Keep only the lines of the data below that contain "entries", and copy them.
══ Material for the task ══
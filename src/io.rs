// File-level helpers for signatures and deltas.
//
// The basis is read fully into memory; the update is streamed through a
// `BufReader` into a `DeltaBuilder`, so it never needs to be resident.

use std::fs::File;
use std::io::{self, BufReader, Read};
use std::path::Path;

use crate::delta::{DeltaBuilder, DeltaEntry, DeltaSource};
use crate::hash::rolling::WindowSizeError;
use crate::signature::{Signature, compute_signature, compute_signature_with_window_size};

// ---------------------------------------------------------------------------
// Stats
// ---------------------------------------------------------------------------

/// Result of `delta_file()`.
#[derive(Debug, Clone)]
pub struct DeltaReport {
    /// Basis file size in bytes.
    pub basis_size: u64,
    /// Update file size in bytes.
    pub update_size: u64,
    /// Window size the basis signature was built with.
    pub window_size: usize,
    /// Bytes covered by basis-sourced entries.
    pub basis_bytes: u64,
    /// Bytes covered by update-sourced entries.
    pub literal_bytes: u64,
    /// The delta itself.
    pub entries: Vec<DeltaEntry>,
}

impl DeltaReport {
    fn new(basis_size: u64, window_size: usize, entries: Vec<DeltaEntry>) -> Self {
        let mut basis_bytes = 0;
        let mut literal_bytes = 0;
        for e in &entries {
            match e.source {
                DeltaSource::Basis => basis_bytes += e.len(),
                DeltaSource::Update => literal_bytes += e.len(),
            }
        }
        Self {
            basis_size,
            update_size: basis_bytes + literal_bytes,
            window_size,
            basis_bytes,
            literal_bytes,
            entries,
        }
    }
}

// ---------------------------------------------------------------------------
// Errors
// ---------------------------------------------------------------------------

/// Error type for file helpers.
#[derive(Debug, thiserror::Error)]
pub enum IoError {
    /// I/O error (file open, read).
    #[error("I/O error: {0}")]
    Io(#[from] io::Error),
    /// Invalid window size.
    #[error("invalid window size: {0}")]
    WindowSize(#[from] WindowSizeError),
}

// ---------------------------------------------------------------------------
// Default buffer size
// ---------------------------------------------------------------------------

const BUF_SIZE: usize = 64 * 1024; // 64 KiB

// ---------------------------------------------------------------------------
// Signatures
// ---------------------------------------------------------------------------

/// Compute the signature of the file at `basis_path`.
///
/// `window_size` of `None` picks the size from the file length.
pub fn signature_file(basis_path: &Path, window_size: Option<usize>) -> Result<Signature, IoError> {
    let basis = std::fs::read(basis_path)?;
    signature_bytes(&basis, window_size)
}

fn signature_bytes(basis: &[u8], window_size: Option<usize>) -> Result<Signature, IoError> {
    Ok(match window_size {
        Some(size) => compute_signature_with_window_size(basis, size)?,
        None => compute_signature(basis),
    })
}

// ---------------------------------------------------------------------------
// Deltas
// ---------------------------------------------------------------------------

/// Stream `reader` through a delta builder for `signature`.
pub fn delta_from_reader<R: Read>(
    signature: &Signature,
    reader: R,
) -> Result<Vec<DeltaEntry>, IoError> {
    let mut builder = DeltaBuilder::new(signature);
    let mut reader = BufReader::with_capacity(BUF_SIZE, reader);
    io::copy(&mut reader, &mut builder)?;
    Ok(builder.finish())
}

/// Compute the delta of the file at `update_path` against `basis_path`.
pub fn delta_file(
    basis_path: &Path,
    update_path: &Path,
    window_size: Option<usize>,
) -> Result<DeltaReport, IoError> {
    let update = File::open(update_path)?;
    delta_basis_file(basis_path, update, window_size)
}

/// Compute the delta of `update` against the file at `basis_path`.
pub fn delta_basis_file<R: Read>(
    basis_path: &Path,
    update: R,
    window_size: Option<usize>,
) -> Result<DeltaReport, IoError> {
    let basis = std::fs::read(basis_path)?;
    let signature = signature_bytes(&basis, window_size)?;
    let entries = delta_from_reader(&signature, update)?;
    Ok(DeltaReport::new(
        basis.len() as u64,
        signature.window_size(),
        entries,
    ))
}

// ---------------------------------------------------------------------------
// Tests
// ---------------------------------------------------------------------------

#[cfg(test)]
mod tests {
    use super::*;
    use tempfile::tempdir;

    #[test]
    fn delta_file_roundtrip_stats() {
        let dir = tempdir().unwrap();
        let basis_path = dir.path().join("basis.bin");
        let update_path = dir.path().join("update.bin");

        let basis: Vec<u8> = (0..=255u8).cycle().take(1000).collect();
        let mut update = b"new header".to_vec();
        update.extend_from_slice(&basis[..500]);
        std::fs::write(&basis_path, &basis).unwrap();
        std::fs::write(&update_path, &update).unwrap();

        let report = delta_file(&basis_path, &update_path, Some(100)).unwrap();
        assert_eq!(report.basis_size, 1000);
        assert_eq!(report.update_size, update.len() as u64);
        assert_eq!(report.window_size, 100);
        assert_eq!(
            report.entries,
            vec![DeltaEntry::update(0, 10), DeltaEntry::basis(0, 500)]
        );
        assert_eq!(report.basis_bytes, 500);
        assert_eq!(report.literal_bytes, 10);
    }

    #[test]
    fn basis_file_with_reader_update() {
        let dir = tempdir().unwrap();
        let basis_path = dir.path().join("basis.bin");
        std::fs::write(&basis_path, b"AAAABBBBCCCC").unwrap();

        let report = delta_basis_file(&basis_path, b"BBBBzz".as_slice(), Some(4)).unwrap();
        assert_eq!(
            report.entries,
            vec![DeltaEntry::basis(4, 8), DeltaEntry::update(4, 6)]
        );
        assert_eq!(report.update_size, 6);
    }

    #[test]
    fn signature_file_auto_window() {
        let dir = tempdir().unwrap();
        let path = dir.path().join("basis.bin");
        std::fs::write(&path, vec![1u8; 300]).unwrap();

        let sig = signature_file(&path, None).unwrap();
        assert_eq!(sig.window_size(), 128);
        assert_eq!(sig.chunks().len(), 3);
    }

    #[test]
    fn zero_window_is_reported() {
        let dir = tempdir().unwrap();
        let path = dir.path().join("basis.bin");
        std::fs::write(&path, b"abc").unwrap();

        let err = signature_file(&path, Some(0)).unwrap_err();
        assert!(matches!(err, IoError::WindowSize(WindowSizeError::Zero)));
    }

    #[test]
    fn missing_file_is_io_error() {
        let dir = tempdir().unwrap();
        let err = signature_file(&dir.path().join("nope"), None).unwrap_err();
        assert!(matches!(err, IoError::Io(_)));
    }

    #[test]
    fn reader_matches_in_memory_delta() {
        let basis: Vec<u8> = (0..4096u32).map(|i| (i * 13 % 256) as u8).collect();
        let sig = compute_signature_with_window_size(&basis, 128).unwrap();
        let update = [&basis[1000..2000], b"xyz".as_slice(), &basis[..128]].concat();

        let streamed = delta_from_reader(&sig, update.as_slice()).unwrap();
        assert_eq!(streamed, crate::delta::compute_delta(&sig, &update));
    }
}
═══
Final answer
    /// Bytes covered by basis-sourced entries.
    /// Bytes covered by update-sourced entries.
    pub entries: Vec<DeltaEntry>,
    fn new(basis_size: u64, window_size: usize, entries: Vec<DeltaEntry>) -> Self {
        for e in &entries {
            entries,
    let entries = delta_from_reader(&signature, update)?;
        entries,
            report.entries,
            report.entries,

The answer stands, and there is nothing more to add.